Viernes, 9 de diciembre de 2016

| 1999/12/27 00:00

Grata revelación

Un muy completo libro presenta la obra de la escultora Sophia Vari, esposa de Fernando Botero, la cual poco se conoce en Colombia.

Grata revelación

ASophia Vari los colombianos la conocen ante todo porque es la esposa de Fernando Botero. Se sabe que es escultora pero muy pocas personas en el país están enteradas en detalle de su obra.

Un libro de gran formato editado por Villegas Editores permite acercarse al trabajo de esta versátil artista que desde niña tuvo que asimilar los marcados contrastes entre su Grecia natal, azotada por la Segunda Guerra Mundial y luego por una guerra civil, y la relativa calma que conoció en Suiza e Inglaterra, donde, gracias a la colección del Museo Británico, comenzó a valorar el arte de su país natal cuando terminaba su bachillerato.

Esta artista, que nació en 1940 y se trasladó a París cuando cumplió 20 años, es considerada por los críticos europeos como una innovadora. Se inició en la pintura, luego comenzó a trabajar las formas tridimensionales a través del bronce y el mármol y recientemente incursionó en el diseño de joyas en materiales preciosos y semipreciosos. Desde 1969 ha expuesto su obra en diversas ciudades de Europa y Estados Unidos, en Sao Paulo y, en 1987, en Cali y Bogotá.

En 1978 conoció a Fernando Botero, quien le dio un consejo que resultó definitivo en el desarrollo de su obra: no es necesario pertenecer a algún movimiento en particular, un artista puede desenvolverse y desarrollarse sin necesidad de formar parte de una escuela. Esa libertad de crecer al margen de ideologías o manifiestos le ha permitido madurar una estética personal.

Esto comenzó a notarse en su obra cuando decidió romper con varias de sus influencias (el clasicismo griego, el cubismo, el surrealismo, Rubens, Henry Moore, Alberto Giaccometti, el propio Botero, entre otros) y trabajar su propio estilo. En el libro de Villegas Editores es muy claro ese rompimiento. En las primeras páginas se notan a primera vista varias de estas influencias, que poco a poco se diluyen a medida que emerge el sello personal de la artista.

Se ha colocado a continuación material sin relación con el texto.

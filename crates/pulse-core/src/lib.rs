// Activity and notification aggregation
//
// This crate provides the live, client-side state behind an admin console:
// a bounded feed of system activity events, an unread counter, service
// liveness probes, a paged activity-log query and a dashboard that combines
// several independent metric sources.
//
// Key design decisions:
// - Every external collaborator is an async trait (see traits.rs), so the
//   core runs unchanged against HTTP or the in-memory sources in memory.rs
// - Observable state is published through tokio watch channels
// - Background loops are cancelled through a generation counter so that no
//   write lands after disconnect()
// - Slow or failing sources are isolated: each metric and each probe owns
//   its own state and timeout

pub mod activity;
pub mod activity_log;
pub mod config;
pub mod dashboard;
pub mod error;
pub mod feed;
pub mod health;
pub mod http;
pub mod stream;
pub mod traits;
pub mod unread;

// In-memory implementations for examples and testing
pub mod memory;

// Re-exports for convenience
pub use activity::{
    relative_time, ActivityCategory, ActivityEvent, ActivityStatus, ActivityType, EventId,
};
pub use activity_log::{
    ActivityLogQuery, ActivityPage, PageRequest, Pagination, QueryParams, QueryResult,
    DEFAULT_PAGE_SIZE,
};
pub use config::{Endpoints, ProbeConfig, PulseConfig, StreamConfig, StreamMode};
pub use dashboard::{
    DashboardAggregator, DashboardMetric, DashboardSubscription, DashboardView, RefreshHandle,
    ServiceView, VisitPoint,
};
pub use error::{ConfigError, QueryError, Result, SourceError};
pub use feed::{EventFeed, MergeOutcome};
pub use health::{
    DiagnosticEntry, DiagnosticLog, HealthProbePool, HealthSummary, ServiceDescriptor,
    ServiceStatus,
};
pub use http::{ApiClient, HttpHealthProbe};
pub use stream::{EventStreamClient, FeedSnapshot};
pub use traits::{
    ActivityBatchStream, ActivityLogSource, ActivitySource, DashboardSource, HealthProbe,
};
pub use unread::{BeforeFirstView, UnreadTracker};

Sophia Vari, en un español matizado con palabras prestadas del italiano y del francés, dijo a SEMANA que, en su opinión, el arte actual no pasa por su mejor momento. Los artistas jóvenes no se muestran muy rigurosos en el momento de estudiar. “No hay cultura del arte”, dice, y considera que las mejores posibilidades para el próximo futuro las ofrece el arte latinoamericano.